为了索引大地点(经度和纬度),需要以这样的格式”lat,lon”提供。
所以非大地点位,需要看情况。RPT使用”x y”(空格分隔),PointType 然而使用”x,y” (逗号分隔)。
如果你宁愿使用工业标准的格式, Solr 支持 WKT 和GeoJSON。然而对于简单的数据,它们过于笨重。 (过期的类型 LatLonType 或者PointType并不支持)。

Searching with Query Parsers


Solr中存在两个空间搜索查询解析器: geofilt 和bbox。 它们接收以下参数:

参数 描述
sfield 空间索引字段
score (高级选项 LatLonType 或者 PointType并不支持),如果这一查询在评分的环境中使用(如同主查询中的q),这一本地参数决定分数如何产生,它的有效值包括:none 、kilometers 、miles 、degrees 、distance 、recipDistance 。(Don’t use this for indexed non-point shapes (e.g. polygons). The results will be erroneous. And with RPT, it’s only recommended for multi-valued point data, as the implementation doesn’t scale very well and for single-valued fields, you should instead use a separate non-RPT field purely for distance sorting.)当使用BBoxField的时候,支持一些额外的参数:overlapRatio 、area 和area2D
pt 中心点坐标 “lat,lon” 。 Otherwise, “x,y” for PointType or “x y” for RPT field types.
filter (Advanced option; not supported by LatLonType (deprecated) or PointType). If you only want the query to score (with the above score local parameter), not filter, then set this local parameter to false.
d the radial distance, usually in kilometers. (RPT & BBoxField can set other units via the setting distanceUnits)

geofilt

The geofilt filter allows you to retrieve results based on the geospatial distance (AKA the “great circle distance”) from a given point. Another way of looking at it is that it creates a circular shape filter. For example, to find all documents within five kilometers of a given lat/lon point, you could enter &q=:&fq={!geofilt sfield=store}&pt=45.15,-93.85&d=5. This filter returns all results within a circle of the given radius around the initial point:

bbox

The bbox filter is very similar to geofilt except it uses the bounding box of the calculated circle. See the blue box in the diagram below. It takes the same parameters as geofilt. Here’s a sample query: &q=:&fq={!bbox sfield=store}&pt=45.15,-93.85&d=5. The rectangular shape is faster to compute and so it’s sometimes used as an alternative to geofilt when it’s acceptable to return points outside of the radius. However, if the ideal goal is a circle but you want it to run faster, then instead consider using the RPT field and try a large “distErrPct” value like 0.1 (10% radius). This will return results outside the radius but it will do so somewhat uniformly around the shape.

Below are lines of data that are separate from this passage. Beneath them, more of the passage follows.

use crate::sync::{BackendSync, SyncEvent};
use crate::telemetry::{LogManager, MetricsRecorder};
use std::sync::Arc;
use tokio::sync::{mpsc, watch};
use tokio::task::{JoinHandle, JoinSet};

/// Drains the outbound queue against a [`BackendSync`] implementation.
///
/// Each event is delivered on its own task, so a slow call never holds up
/// the ones queued after it.
pub struct SyncWorker {
    backend: Arc<dyn BackendSync>,
    metrics: Arc<MetricsRecorder>,
    logger: LogManager,
}

/// Handle used to stop the worker once queued events have been flushed.
pub struct SyncWorkerHandle {
    shutdown: watch::Sender<bool>,
    join: JoinHandle<()>,
}

impl SyncWorkerHandle {
    /// Delivers whatever is still queued, waits for calls in flight, then
    /// stops the worker.
    pub async fn shutdown(self) {
        let _ = self.shutdown.send(true);
        if let Err(err) = self.join.await {
            log::warn!("sync worker ended abnormally: {}", err);
        }
    }

    pub fn abort(&self) {
        self.join.abort();
    }
}

impl SyncWorker {
    pub fn new(backend: Arc<dyn BackendSync>, metrics: Arc<MetricsRecorder>) -> Self {
        Self {
            backend,
            metrics,
            logger: LogManager::new("sync"),
        }
    }

    /// Must be called from within a tokio runtime.
    pub fn spawn(self, rx: mpsc::UnboundedReceiver<SyncEvent>) -> SyncWorkerHandle {
        let (shutdown, shutdown_rx) = watch::channel(false);
        let join = tokio::spawn(self.run(rx, shutdown_rx));
        SyncWorkerHandle { shutdown, join }
    }

    async fn run(
        self,
        mut rx: mpsc::UnboundedReceiver<SyncEvent>,
        mut shutdown_rx: watch::Receiver<bool>,
    ) {
        let mut in_flight = JoinSet::new();
        loop {
            tokio::select! {
                event = rx.recv() => match event {
                    Some(event) => self.launch(&mut in_flight, event),
                    None => break,
                },
                Some(joined) = in_flight.join_next(), if !in_flight.is_empty() => {
                    self.reap(joined);
                }
                changed = shutdown_rx.changed() => {
                    if changed.is_err() || *shutdown_rx.borrow() {
                        while let Ok(event) = rx.try_recv() {
                            self.launch(&mut in_flight, event);
                        }
                        break;
                    }
                }
            }
        }
        while let Some(joined) = in_flight.join_next().await {
            self.reap(joined);
        }
        self.logger.trace("sync worker stopped");
    }

    fn launch(&self, in_flight: &mut JoinSet<()>, event: SyncEvent) {
        in_flight.spawn(deliver(
            self.backend.clone(),
            self.metrics.clone(),
            self.logger,
            event,
        ));
    }

    fn reap(&self, joined: Result<(), tokio::task::JoinError>) {
        if let Err(err) = joined {
            self.logger.warn(&format!("delivery task ended abnormally: {}", err));
        }
    }
}

async fn deliver(
    backend: Arc<dyn BackendSync>,
    metrics: Arc<MetricsRecorder>,
    logger: LogManager,
    event: SyncEvent,
) {
    match event.deliver(backend.as_ref()).await {
        Ok(()) => {
            metrics.record_sync_ok();
            logger.trace(&format!("{} delivered for {}", event.name(), event.vehicle()));
        }
        Err(err) => {
            metrics.record_sync_failure();
            logger.warn(&format!(
                "{} failed for {}: {}",
                event.name(),
                event.vehicle(),
                err
            ));
        }
    }
}

#[cfg(test)]
mod tests {
    use super::*;
    use crate::fleet::VehicleIdentity;
    use crate::prelude::SyncResult;
    use crate::sync::channel;
    use crate::sync::recording::{Call, RecordingBackend};
    use async_trait::async_trait;
    use chrono::{DateTime, Utc};
    use std::sync::Mutex;
    use std::time::Duration;
    use tokio::time::{self, Instant};

    /// Backend whose fuel updates take five seconds; logs when each call returns.
    struct SlowFuelBackend {
        started: Instant,
        finished: Mutex<Vec<(&'static str, Duration)>>,
    }

    impl SlowFuelBackend {
        fn new() -> Self {
            Self {
                started: Instant::now(),
                finished: Mutex::new(Vec::new()),
            }
        }

        fn finish(&self, call: &'static str) {
            let elapsed = self.started.elapsed();
            self.finished.lock().unwrap().push((call, elapsed));
        }
    }

    #[async_trait]
    impl BackendSync for SlowFuelBackend {
        async fn update_fuel(&self, _vehicle: &VehicleIdentity, _fuel: f64) -> SyncResult<()> {
            time::sleep(Duration::from_secs(5)).await;
            self.finish("fuel");
            Ok(())
        }

        async fn record_alert(
            &self,
            _vehicle: &VehicleIdentity,
            _issue: &str,
            _action_needed: &str,
        ) -> SyncResult<()> {
            self.finish("alert");
            Ok(())
        }

        async fn report_overspeed(
            &self,
            _vehicle: &VehicleIdentity,
            _timestamp: DateTime<Utc>,
            _speed: f64,
        ) -> SyncResult<()> {
            self.finish("overspeed");
            Ok(())
        }
    }

    #[tokio::test]
    async fn worker_flushes_queue_on_shutdown() {
        let backend = Arc::new(RecordingBackend::new());
        let metrics = Arc::new(MetricsRecorder::new());
        let (queue, rx) = channel();
        let handle = SyncWorker::new(backend.clone(), metrics.clone()).spawn(rx);

        for fuel in [40.0, 39.0] {
            queue
                .emit(SyncEvent::UpdateFuel {
                    vehicle: VehicleIdentity::new("WB-01"),
                    fuel_level: fuel,
                })
                .unwrap();
        }
        handle.shutdown().await;

        let calls = backend.calls();
        assert_eq!(calls.len(), 2);
        assert!(calls.contains(&Call::UpdateFuel("WB-01".into(), 40.0)));
        assert!(calls.contains(&Call::UpdateFuel("WB-01".into(), 39.0)));
        assert_eq!(metrics.snapshot().sync_ok, 2);
    }

    #[tokio::test(start_paused = true)]
    async fn slow_call_does_not_hold_up_later_calls() {
        let backend = Arc::new(SlowFuelBackend::new());
        let metrics = Arc::new(MetricsRecorder::new());
        let (queue, rx) = channel();
        let handle = SyncWorker::new(backend.clone(), metrics.clone()).spawn(rx);

        for fuel in [40.0, 39.0, 38.0] {
            queue
                .emit(SyncEvent::UpdateFuel {
                    vehicle: VehicleIdentity::new("WB-01"),
                    fuel_level: fuel,
                })
                .unwrap();
        }
        queue
            .emit(SyncEvent::RecordAlert {
                vehicle: VehicleIdentity::new("WB-01"),
                issue: "Tire wear high (76%)".into(),
                action_needed: "Inspect/rotate tires or schedule replacement".into(),
            })
            .unwrap();
        handle.shutdown().await;

        let finished = backend.finished.lock().unwrap().clone();
        assert_eq!(finished.len(), 4);
        let alert = finished.iter().find(|(call, _)| *call == "alert").unwrap();
        assert!(alert.1 < Duration::from_secs(1));
        assert!(finished
            .iter()
            .filter(|(call, _)| *call == "fuel")
            .all(|(_, at)| *at < Duration::from_secs(6)));
        assert_eq!(metrics.snapshot().sync_ok, 4);
    }

    #[tokio::test]
    async fn failures_are_counted_not_propagated() {
        let backend = Arc::new(RecordingBackend::failing());
        let metrics = Arc::new(MetricsRecorder::new());
        let (queue, rx) = channel();
        let handle = SyncWorker::new(backend.clone(), metrics.clone()).spawn(rx);

        queue
            .emit(SyncEvent::RecordAlert {
                vehicle: VehicleIdentity::new("WB-02"),
                issue: "Engine health low (20%)".into(),
                action_needed: "Schedule engine diagnostics/maintenance".into(),
            })
            .unwrap();
        handle.shutdown().await;

        assert_eq!(backend.calls().len(), 1);
        assert_eq!(metrics.snapshot().sync_failures, 1);
        assert_eq!(metrics.snapshot().sync_ok, 0);
    }
}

Filtering by an arbitrary rectangle

Sometimes the spatial search requirement calls for finding everything in a rectangular area, such as the area covered by a map the user is looking at. For this case, geofilt and bbox won’t cut it. This is somewhat of a trick, but you can use Solr’s range query syntax for this by supplying the lower-left corner as the start of the range and the upper-right corner as the end of the range. Here’s an example: &q=:&fq=store:[45,-94 TO 46,-93]. LatLonType (deprecated) does not support rectangles that cross the dateline. For RPT and BBoxField, if you are non-geospatial coordinates (geo=”false”) then you must quote the points due to the space, e.g. “x y”.

Optimizing: Cache or Not

It’s most common to put a spatial query into an “fq” parameter – a filter query. By default, Solr will cache the query in the filter cache. If you know the filter query (be it spatial or not) is fairly unique and not likely to get a cache hit then specify cache=”false” as a local-param as seen in the following example. The only spatial types which stand to benefit from this technique are LatLonPointSpatialField and LatLonType (deprecated). Enable docValues on the field (if it isn’t already). LatLonType (deprecated) additionally requires a cost=”100” (or more) local-param.
&q=…mykeywords…&fq=…someotherfilters…&fq={!geofilt cache=false}&sfield=store&pt=45.15,-93.85&d=5
LLPSF does not support Solr’s “PostFilter”.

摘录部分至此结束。